Is it possible to use formtastic's semantic_form_for with a tableless model? Without using the Tableless gem?
Ryan, the omniauth railscasts are FANTASTIC. Many of us have been waiting for a multi-service authentication solution like this for some time, and the fact that you created 3 railscasts in order to give us some in-depth understanding of this powerful gem is totally justified and appreciated. Please keep up the excellent work!!
I have a strange behavior with the WHERE statement you use in your search method. It works fine on development using sqlite. But I am using Heroku for production, and "Foo" does not match anything when"Foo" is in the table, while "oo" does match "Foo" . Any idea ?
This one is enlightened blog post. Thanks a lot for sharing your valuable views through this blog.
ruby-debug interesting application!!i will try
Great episode as usual!
I would really be interrested in an episode about rails engine (with rails 3 ).
Looks pretty more integrated than in rails 2...
@Bharat
Just change line of code in the articles_controller in show action:
@commentable = @article
@comment = Comment.new
@comment = Comment.new
Thanks for the post.I really pleased to read it.I do agree that one can utilize a cookie to accrue the user name and the role, to evade to smack the users controller.

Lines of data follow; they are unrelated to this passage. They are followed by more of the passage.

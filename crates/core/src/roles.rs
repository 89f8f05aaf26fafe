//! Well-known role names.
//!
//! These must match the role strings the backend stores on user accounts.

use serde::{Deserialize, Serialize};

use crate::error::CoreError;

pub const ROLE_USER: &str = "USER";
pub const ROLE_MODERATOR: &str = "MODERATOR";

/// All valid role strings.
pub const VALID_ROLES: &[&str] = &[ROLE_USER, ROLE_MODERATOR];

/// Account role. Anything other than `MODERATOR` carries plain user rights.
#[derive(Debug, Clone, Copy, PartialEq, Eq, Default, Serialize, Deserialize)]
#[serde(from = "String")]
pub enum Role {
    #[default]
    #[serde(rename = "USER")]
    User,
    #[serde(rename = "MODERATOR")]
    Moderator,
}

impl From<String> for Role {
    /// Lenient wire decoding: the backend stores whatever role the
    /// registration carried, so unknown names fall back to [`Role::User`].
    fn from(raw: String) -> Self {
        Role::parse(&raw).unwrap_or_default()
    }
}

impl Role {
    pub fn as_str(self) -> &'static str {
        match self {
            Role::User => ROLE_USER,
            Role::Moderator => ROLE_MODERATOR,
        }
    }

    /// Parse a role string, accepting the `ROLE_` prefix the backend
    /// sometimes carries over from its security layer.
    pub fn parse(raw: &str) -> Result<Self, CoreError> {
        let trimmed = raw.trim();
        let bare = trimmed.strip_prefix("ROLE_").unwrap_or(trimmed);
        match bare.to_ascii_uppercase().as_str() {
            ROLE_USER => Ok(Role::User),
            ROLE_MODERATOR => Ok(Role::Moderator),
            _ => Err(CoreError::Validation(format!(
                "Invalid role '{raw}'. Must be one of: {:?}",
                VALID_ROLES
            ))),
        }
    }
}

impl std::fmt::Display for Role {
    fn fmt(&self, f: &mut std::fmt::Formatter<'_>) -> std::fmt::Result {
        f.write_str(self.as_str())
    }
}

I consent with the above comments. In my views you can exploit a cookie to accumulate the user name and the role, to avoid to hit the users controller.
http://railscasts.com/episodes/200-rails-3-beta-and-rvm
@Ahmed, that's just a bit of video editing so the viewers don't have to wait. The Rails environment takes a while on my end too.
@ARTSIOM, I haven't tried it yet, but I think setting the RAILS_ENV environment variable will work just like with Rake. You could turn this into its own command option in Thor to make it more convenient.
@Mark, cool, I didn't realize the "./" notation worked in require. Thanks.
@Carl, thanks for the suggestion. I hope to do more episodes on testing in the future.
Seems interesting, I will keep in my bookmarks and try it when I will have some time.
I'd love to see some specifically on testing. That is definitely my weak point, but it feels like another system with it's own language to learn, even if you just go with the basic system. Anyone know some great screencasts for testing? I don't even know what framework to go with now.